## ASSIGNED TASK:
Output the records, every one, exactly as given.

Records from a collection
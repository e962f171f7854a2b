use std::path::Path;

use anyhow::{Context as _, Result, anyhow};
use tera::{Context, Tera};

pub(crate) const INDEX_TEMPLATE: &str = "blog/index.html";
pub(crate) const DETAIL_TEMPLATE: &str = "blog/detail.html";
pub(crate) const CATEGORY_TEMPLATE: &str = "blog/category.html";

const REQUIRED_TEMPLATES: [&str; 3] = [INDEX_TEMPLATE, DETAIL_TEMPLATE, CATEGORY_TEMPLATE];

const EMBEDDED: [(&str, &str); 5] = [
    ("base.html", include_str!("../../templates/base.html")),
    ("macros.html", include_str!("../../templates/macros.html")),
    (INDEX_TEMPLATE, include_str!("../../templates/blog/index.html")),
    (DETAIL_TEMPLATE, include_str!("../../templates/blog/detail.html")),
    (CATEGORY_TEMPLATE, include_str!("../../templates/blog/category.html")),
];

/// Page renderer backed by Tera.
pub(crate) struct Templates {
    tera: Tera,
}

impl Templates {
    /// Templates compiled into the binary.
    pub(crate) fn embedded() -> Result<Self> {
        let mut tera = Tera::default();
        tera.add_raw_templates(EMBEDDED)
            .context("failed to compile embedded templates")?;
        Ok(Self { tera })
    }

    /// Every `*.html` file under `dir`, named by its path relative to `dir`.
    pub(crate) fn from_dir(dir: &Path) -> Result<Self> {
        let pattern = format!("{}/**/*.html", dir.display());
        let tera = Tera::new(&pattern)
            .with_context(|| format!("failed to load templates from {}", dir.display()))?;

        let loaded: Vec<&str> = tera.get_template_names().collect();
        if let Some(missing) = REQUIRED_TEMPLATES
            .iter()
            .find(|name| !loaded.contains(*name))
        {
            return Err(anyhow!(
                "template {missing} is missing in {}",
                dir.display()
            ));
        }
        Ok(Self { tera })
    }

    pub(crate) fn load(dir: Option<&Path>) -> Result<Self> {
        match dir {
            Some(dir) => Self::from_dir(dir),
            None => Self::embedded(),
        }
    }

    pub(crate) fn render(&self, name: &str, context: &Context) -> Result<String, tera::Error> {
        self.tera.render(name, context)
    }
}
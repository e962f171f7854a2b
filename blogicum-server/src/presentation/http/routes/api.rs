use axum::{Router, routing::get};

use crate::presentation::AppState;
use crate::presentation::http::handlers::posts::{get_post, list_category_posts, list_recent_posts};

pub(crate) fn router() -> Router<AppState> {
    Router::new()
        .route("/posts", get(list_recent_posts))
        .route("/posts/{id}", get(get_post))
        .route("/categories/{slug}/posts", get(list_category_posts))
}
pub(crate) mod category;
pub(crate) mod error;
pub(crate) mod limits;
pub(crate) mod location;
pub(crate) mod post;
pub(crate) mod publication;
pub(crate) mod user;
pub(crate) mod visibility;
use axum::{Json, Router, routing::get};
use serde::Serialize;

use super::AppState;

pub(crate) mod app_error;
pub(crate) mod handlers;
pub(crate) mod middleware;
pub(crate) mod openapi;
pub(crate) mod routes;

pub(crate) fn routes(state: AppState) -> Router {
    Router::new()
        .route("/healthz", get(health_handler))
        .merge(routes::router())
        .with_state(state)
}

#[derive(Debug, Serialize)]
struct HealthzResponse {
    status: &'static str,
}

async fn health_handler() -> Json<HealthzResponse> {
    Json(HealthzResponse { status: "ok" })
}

## RESPONSE TO THE TASK:
repository e962f171f7854a2b
use std::path::Path;

use anyhow::{Context as _, Result, anyhow};
use tera::{Context, Tera};

pub(crate) const INDEX_TEMPLATE: &str = "blog/index.html";
pub(crate) const DETAIL_TEMPLATE: &str = "blog/detail.html";
pub(crate) const CATEGORY_TEMPLATE: &str = "blog/category.html";

const REQUIRED_TEMPLATES: [&str; 3] = [INDEX_TEMPLATE, DETAIL_TEMPLATE, CATEGORY_TEMPLATE];

const EMBEDDED: [(&str, &str); 5] = [
    ("base.html", include_str!("../../templates/base.html")),
    ("macros.html", include_str!("../../templates/macros.html")),
    (INDEX_TEMPLATE, include_str!("../../templates/blog/index.html")),
    (DETAIL_TEMPLATE, include_str!("../../templates/blog/detail.html")),
    (CATEGORY_TEMPLATE, include_str!("../../templates/blog/category.html")),
];

/// Page renderer backed by Tera.
pub(crate) struct Templates {
    tera: Tera,
}

impl Templates {
    /// Templates compiled into the binary.
    pub(crate) fn embedded() -> Result<Self> {
        let mut tera = Tera::default();
        tera.add_raw_templates(EMBEDDED)
            .context("failed to compile embedded templates")?;
        Ok(Self { tera })
    }

    /// Every `*.html` file under `dir`, named by its path relative to `dir`.
    pub(crate) fn from_dir(dir: &Path) -> Result<Self> {
        let pattern = format!("{}/**/*.html", dir.display());
        let tera = Tera::new(&pattern)
            .with_context(|| format!("failed to load templates from {}", dir.display()))?;

        let loaded: Vec<&str> = tera.get_template_names().collect();
        if let Some(missing) = REQUIRED_TEMPLATES
            .iter()
            .find(|name| !loaded.contains(*name))
        {
            return Err(anyhow!(
                "template {missing} is missing in {}",
                dir.display()
            ));
        }
        Ok(Self { tera })
    }

    pub(crate) fn load(dir: Option<&Path>) -> Result<Self> {
        match dir {
            Some(dir) => Self::from_dir(dir),
            None => Self::embedded(),
        }
    }

    pub(crate) fn render(&self, name: &str, context: &Context) -> Result<String, tera::Error> {
        self.tera.render(name, context)
    }
}
repository e962f171f7854a2b
filename blogicum-server/src/presentation/http/routes/api.rs
use axum::{Router, routing::get};

use crate::presentation::AppState;
use crate::presentation::http::handlers::posts::{get_post, list_category_posts, list_recent_posts};

pub(crate) fn router() -> Router<AppState> {
    Router::new()
        .route("/posts", get(list_recent_posts))
        .route("/posts/{id}", get(get_post))
        .route("/categories/{slug}/posts", get(list_category_posts))
}
pub(crate) mod category;
pub(crate) mod error;
pub(crate) mod limits;
pub(crate) mod location;
pub(crate) mod post;
pub(crate) mod publication;
pub(crate) mod user;
pub(crate) mod visibility;
use axum::{Json, Router, routing::get};
use serde::Serialize;

use super::AppState;

pub(crate) mod app_error;
pub(crate) mod handlers;
pub(crate) mod middleware;
pub(crate) mod openapi;
pub(crate) mod routes;

pub(crate) fn routes(state: AppState) -> Router {
    Router::new()
        .route("/healthz", get(health_handler))
        .merge(routes::router())
        .with_state(state)
}

#[derive(Debug, Serialize)]
struct HealthzResponse {
    status: &'static str,
}

async fn health_handler() -> Json<HealthzResponse> {
    Json(HealthzResponse { status: "ok" })
}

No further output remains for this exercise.